=== Problem details ===
Every entry must be output exactly as it was written.

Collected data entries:

==================================================

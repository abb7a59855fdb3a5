//! Santa Games - terminal front end for Santa tic-tac-toe.
//!
//! - **Config**: TOML settings for Santa's thinking delay, seed and log file
//! - **TUI**: ratatui board that drives Santa's turns on a timer
//! - **Reports**: batch runs of the difficulty blend and of simulated rounds

#![warn(missing_docs)]
#![forbid(unsafe_code)]

mod config;
mod report;
pub mod tui;

pub use config::{ConfigError, GameConfig};
pub use report::{run_blend, run_simulation, BlendReport, SimulationReport};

==================================================

=== Reply to the exercise ===
repository abb7a59855fdb3a5
//! Santa Games - terminal front end for Santa tic-tac-toe.
//!
//! - **Config**: TOML settings for Santa's thinking delay, seed and log file
//! - **TUI**: ratatui board that drives Santa's turns on a timer
//! - **Reports**: batch runs of the difficulty blend and of simulated rounds

#![warn(missing_docs)]
#![forbid(unsafe_code)]

mod config;
mod report;
pub mod tui;

pub use config::{ConfigError, GameConfig};
pub use report::{run_blend, run_simulation, BlendReport, SimulationReport};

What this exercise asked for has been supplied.